Nothing will be settled wrt policy moves until either the temperatures jump or drop 0.3C or more. An “up” will have Gore, the Euros and Aussies screaming; a “down” will get Inhofe on national TV (finally exposing the scam).
To get an elephant’s attention you have to whack ‘im pretty hard. We need a strong signal – either side, when the rhetoric has been as high as it has been. Quiet Sun, Silent Gore: a future Chinese fortune cookie saying.

Felix Scholl
September 4, 2012 7:43 am

I notice that the south Atlantic hurricane from March 2004 which made landfall in Brazil did not make it into the NASA figure.

RHS
September 4, 2012 7:44 am

As cool as the picture is in general, it isn’t a very good resolution.
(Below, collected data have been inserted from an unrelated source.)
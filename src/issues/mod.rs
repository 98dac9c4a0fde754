//! Issue prioritization and the reviewer desk

pub mod desk;
pub mod issue;
pub mod prioritizer;

pub use desk::{AnomalyReview, IssueDesk, SubjectOverview};
pub use issue::{IssueStatus, PrioritizedIssue, ReviewAction};
pub use prioritizer::{priority_score, Prioritizer};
Lots of ground tracks over land are missing. For example, the 1900 Galveston Hurricane was so strong, it was a cat one almost to Oklahoma. It was a tropical storm for a while over Kansas.

Felix Scholl
September 4, 2012 7:53 am

The resolution is a little low as south Atlantic hurricane is visible on the flickr image. Click “above Earth map” link.

DonS
September 4, 2012 8:33 am

ferdberple says:
September 4, 2012 at 7:20 am Stark verities on potentially political subjects usually wake the trolls.

Editor
September 4, 2012 9:18 am

Felix Scholl says:
September 4, 2012 at 7:43 am
> I notice that the south Atlantic hurricane from March 2004 which made landfall in Brazil did not make it into the NASA figure.
Yes it did (though it is not a NASA figure). It was only Cat 1, look at the fullsized image and look near southern Brazil. I mentioned it on his blog.

September 4, 2012 9:20 am

In the UK, prior to Newton’s Principia Mathematica, it was essential at the end of every scientific paper to show how the findings conformed to the teachings of the Anglikcan Church. Nowadays, it is essential to show how similar findings of any relevant paper conform to the religion of CAGW. Shades of Tom Lehrer’s Vatican Rag. “Genuflect, genuflect, gemnuflect, genuflect”

Richard Patton
September 4, 2012 9:24 am

There is a major error with the image. Where are are all the typhoons? The western Pacific records an average of 31 tropical cyclones, nearly three times that of the Atlantic basin. To look at the image you’d think that the Atlantic basin had the most tropical cyclones. After reading the statement “hurricanes are, on the average, more common and more powerful in the North Atlantic Ocean over the past 20 years” I wonder if the statement and map actually reflects their parochialism-that if doesn’t affect the US it doesn’t count.